SANAA, Yemen -- Collapsing on sidewalks and constantly vomiting, some of the Yemeni villagers barely make it to the tiny health center where doctors spread cardboard sheets in the backyard and use trees to hang bags of IV fluids for patients.
They are part of a stream of hundreds of suspected cholera victims that continues to converge on the center from the impoverished town of Bani Haydan in Yemen's northern Hajja province. Just hours after infection, vomiting and diarrhea cause severe dehydration that can kill victims without rapid intervention.
Yemen's raging two-year conflict has turned the country into an incubator for lethal cholera: Primitive sanitation and water systems put Yemenis at risk of drinking feces-contaminated water; wells are dirtied by runoff from rainfall on piles of garbage left uncollected for weeks; farmland is irrigated with broken sewers due to lax oversight and corruption; medical intervention is delayed due to unpaid government employees and half the country's health facilities being out of service.
The cholera outbreak in Haiti has killed more than 9,000 people since 2010, but Yemen has seen the largest outbreak of the disease recorded in recent memory in any country in a single year.
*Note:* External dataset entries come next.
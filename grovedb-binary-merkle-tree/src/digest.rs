//! Variable-width digest type shared by leaves, nodes and proof siblings.

use std::{fmt, str::FromStr};

use bincode::{Decode, Encode};

use crate::{BinaryMerkleError, Result};

/// Output of a [`MerkleHasher`](crate::MerkleHasher).
///
/// The width is whatever the hasher produces; a single tree requires every
/// node to have the same width. Equality and ordering are byte-wise, which is
/// the ordering used for sorted pairs.
#[derive(Clone, PartialEq, Eq, Hash, PartialOrd, Ord, Encode, Decode)]
#[cfg_attr(feature = "serde", derive(serde::Serialize, serde::Deserialize))]
pub struct Digest {
    bytes: Vec<u8>,
}

impl Digest {
    /// Creates a digest from raw bytes.
    pub fn new(bytes: Vec<u8>) -> Self {
        Self { bytes }
    }

    /// Parse a hex string, with or without a `0x` prefix.
    ///
    /// Both cases are accepted. An empty string is rejected since it cannot
    /// be the output of a hash function.
    pub fn from_hex(input: &str) -> Result<Self> {
        let trimmed = input
            .strip_prefix("0x")
            .or_else(|| input.strip_prefix("0X"))
            .unwrap_or(input);
        if trimmed.is_empty() {
            return Err(BinaryMerkleError::InvalidInput(format!(
                "empty digest in {:?}",
                input
            )));
        }
        let bytes = hex::decode(trimmed).map_err(|e| {
            BinaryMerkleError::InvalidInput(format!("malformed hex digest {:?}: {}", input, e))
        })?;
        Ok(Self { bytes })
    }

    /// Lowercase hex with a `0x` prefix.
    pub fn to_hex(&self) -> String {
        format!("0x{}", hex::encode(&self.bytes))
    }

    /// Returns a reference to the underlying bytes.
    pub fn as_bytes(&self) -> &[u8] {
        &self.bytes
    }

    /// Consumes the digest and returns the bytes.
    pub fn into_bytes(self) -> Vec<u8> {
        self.bytes
    }

    /// Width in bytes.
    pub fn len(&self) -> usize {
        self.bytes.len()
    }

    /// True for a zero-width digest, which no real hasher produces.
    pub fn is_empty(&self) -> bool {
        self.bytes.is_empty()
    }
}

impl fmt::Debug for Digest {
    fn fmt(&self, f: &mut fmt::Formatter<'_>) -> fmt::Result {
        write!(f, "Digest({})", self.to_hex())
    }
}

impl fmt::Display for Digest {
    fn fmt(&self, f: &mut fmt::Formatter<'_>) -> fmt::Result {
        f.write_str(&self.to_hex())
    }
}

impl FromStr for Digest {
    type Err = BinaryMerkleError;

    fn from_str(s: &str) -> Result<Self> {
        Self::from_hex(s)
    }
}

impl AsRef<[u8]> for Digest {
    fn as_ref(&self) -> &[u8] {
        self.as_bytes()
    }
}

impl From<Vec<u8>> for Digest {
    fn from(bytes: Vec<u8>) -> Self {
        Self::new(bytes)
    }
}

impl From<&[u8]> for Digest {
    fn from(bytes: &[u8]) -> Self {
        Self::new(bytes.to_vec())
    }
}

impl<const N: usize> From<[u8; N]> for Digest {
    fn from(bytes: [u8; N]) -> Self {
        Self::new(bytes.to_vec())
    }
}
The United Nations and international-aid organizations said they are shocked at the speed and scale of the outbreak.
One in every 120 Yemenis is suspected of being sick with cholera, according to the International Committee of the Red Cross.
There have been about 2,000 deaths in the country since April 27. About 5,000 people fall sick daily, and more than 450,000 more may have the disease, according to the World Health Organization.
The majority of those exposed to the bacteria known as Vibrio cholerae don't fall sick, and only 1 in 10 infected people develop signs of cholera. Cases are mostly treatable with rehydration.
The role the war has played in Yemen's cholera outbreak can't be overemphasized, said Adeeb al-Rassabi, Sanaa general coordinator for the Electronic Disease and Warning System, the country's epidemic surveillance system.
If not for the conflict, "we would have been able to contain cholera in no more than one month, no more, no doubt," al-Rassabi said.